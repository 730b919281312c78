//! Configuration for a dispatch session.

use serde::{Deserialize, Serialize};

use crate::clustering::MAX_ITERATIONS;
use crate::error::ConfigError;
use crate::generation::Bounds;
use crate::simulation::DEFAULT_SPEED;

/// Parameters of a [`Dispatcher`](crate::dispatch::Dispatcher) session.
///
/// Missing fields take their defaults when deserialized.
///
/// # Examples
///
/// ```
/// use u_delivery::config::DispatchConfig;
///
/// let config = DispatchConfig::from_json(r#"{"zoneCount": 3, "seed": 7}"#).unwrap();
/// assert_eq!(config.zone_count, 3);
/// assert_eq!(config.point_count, 50);
/// assert_eq!(config.seed, Some(7));
/// ```
#[derive(Debug, Clone, PartialEq, Serialize, Deserialize)]
#[serde(default, rename_all = "camelCase")]
pub struct DispatchConfig {
    /// Number of points produced by each generation.
    pub point_count: usize,
    /// Number of zones (and vehicles).
    pub zone_count: usize,
    /// Service area for generated points; its centre is the depot.
    pub bounds: Bounds,
    /// Vehicle speed in distance units per second.
    pub speed: f64,
    /// Clustering iteration ceiling.
    pub max_iterations: usize,
    /// Seed for the session's random source; `None` draws one from the OS.
    pub seed: Option<u64>,
}

impl Default for DispatchConfig {
    fn default() -> Self {
        Self {
            point_count: 50,
            zone_count: 5,
            bounds: Bounds::default(),
            speed: DEFAULT_SPEED,
            max_iterations: MAX_ITERATIONS,
            seed: None,
        }
    }
}

impl DispatchConfig {
    /// Parses and validates a JSON configuration.
    pub fn from_json(json: &str) -> Result<Self, ConfigError> {
        let config: Self = serde_json::from_str(json)?;
        config.validate()?;
        Ok(config)
    }

    /// Checks that every value is usable.
    pub fn validate(&self) -> Result<(), ConfigError> {
        if self.zone_count == 0 {
            return Err(ConfigError::Invalid("zoneCount must be at least 1".into()));
        }
        if !self.speed.is_finite() || self.speed <= 0.0 {
            return Err(ConfigError::Invalid(format!(
                "speed must be positive and finite, got {}",
                self.speed
            )));
        }
        if self.max_iterations == 0 {
            return Err(ConfigError::Invalid(
                "maxIterations must be at least 1".into(),
            ));
        }
        let b = &self.bounds;
        if !(b.width > 0.0 && b.height > 0.0) || !b.width.is_finite() || !b.height.is_finite() {
            return Err(ConfigError::Invalid(format!(
                "bounds must have positive finite extents, got {}x{}",
                b.width, b.height
            )));
        }
        if !b.margin.is_finite() || b.margin < 0.0 {
            return Err(ConfigError::Invalid(format!(
                "bounds margin must be non-negative, got {}",
                b.margin
            )));
        }
        Ok(())
    }
}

========================================================================

◆ **What this task involves**:
Each entry must be set down exactly as it appears.

◆ **Worked solution**:
repository 730b919281312c78
//! Configuration for a dispatch session.

use serde::{Deserialize, Serialize};

use crate::clustering::MAX_ITERATIONS;
use crate::error::ConfigError;
use crate::generation::Bounds;
use crate::simulation::DEFAULT_SPEED;

/// Parameters of a [`Dispatcher`](crate::dispatch::Dispatcher) session.
///
/// Missing fields take their defaults when deserialized.
///
/// # Examples
///
/// ```
/// use u_delivery::config::DispatchConfig;
///
/// let config = DispatchConfig::from_json(r#"{"zoneCount": 3, "seed": 7}"#).unwrap();
/// assert_eq!(config.zone_count, 3);
/// assert_eq!(config.point_count, 50);
/// assert_eq!(config.seed, Some(7));
/// ```
#[derive(Debug, Clone, PartialEq, Serialize, Deserialize)]
#[serde(default, rename_all = "camelCase")]
pub struct DispatchConfig {
    /// Number of points produced by each generation.
    pub point_count: usize,
    /// Number of zones (and vehicles).
    pub zone_count: usize,
    /// Service area for generated points; its centre is the depot.
    pub bounds: Bounds,
    /// Vehicle speed in distance units per second.
    pub speed: f64,
    /// Clustering iteration ceiling.
    pub max_iterations: usize,
    /// Seed for the session's random source; `None` draws one from the OS.
    pub seed: Option<u64>,
}

impl Default for DispatchConfig {
    fn default() -> Self {
        Self {
            point_count: 50,
            zone_count: 5,
            bounds: Bounds::default(),
            speed: DEFAULT_SPEED,
            max_iterations: MAX_ITERATIONS,
            seed: None,
        }
    }
}

impl DispatchConfig {
    /// Parses and validates a JSON configuration.
    pub fn from_json(json: &str) -> Result<Self, ConfigError> {
        let config: Self = serde_json::from_str(json)?;
        config.validate()?;
        Ok(config)
    }

    /// Checks that every value is usable.
    pub fn validate(&self) -> Result<(), ConfigError> {
        if self.zone_count == 0 {
            return Err(ConfigError::Invalid("zoneCount must be at least 1".into()));
        }
        if !self.speed.is_finite() || self.speed <= 0.0 {
            return Err(ConfigError::Invalid(format!(
                "speed must be positive and finite, got {}",
                self.speed
            )));
        }
        if self.max_iterations == 0 {
            return Err(ConfigError::Invalid(
                "maxIterations must be at least 1".into(),
            ));
        }
        let b = &self.bounds;
        if !(b.width > 0.0 && b.height > 0.0) || !b.width.is_finite() || !b.height.is_finite() {
            return Err(ConfigError::Invalid(format!(
                "bounds must have positive finite extents, got {}x{}",
                b.width, b.height
            )));
        }
        if !b.margin.is_finite() || b.margin < 0.0 {
            return Err(ConfigError::Invalid(format!(
                "bounds margin must be non-negative, got {}",
                b.margin
            )));
        }
        Ok(())
    }
}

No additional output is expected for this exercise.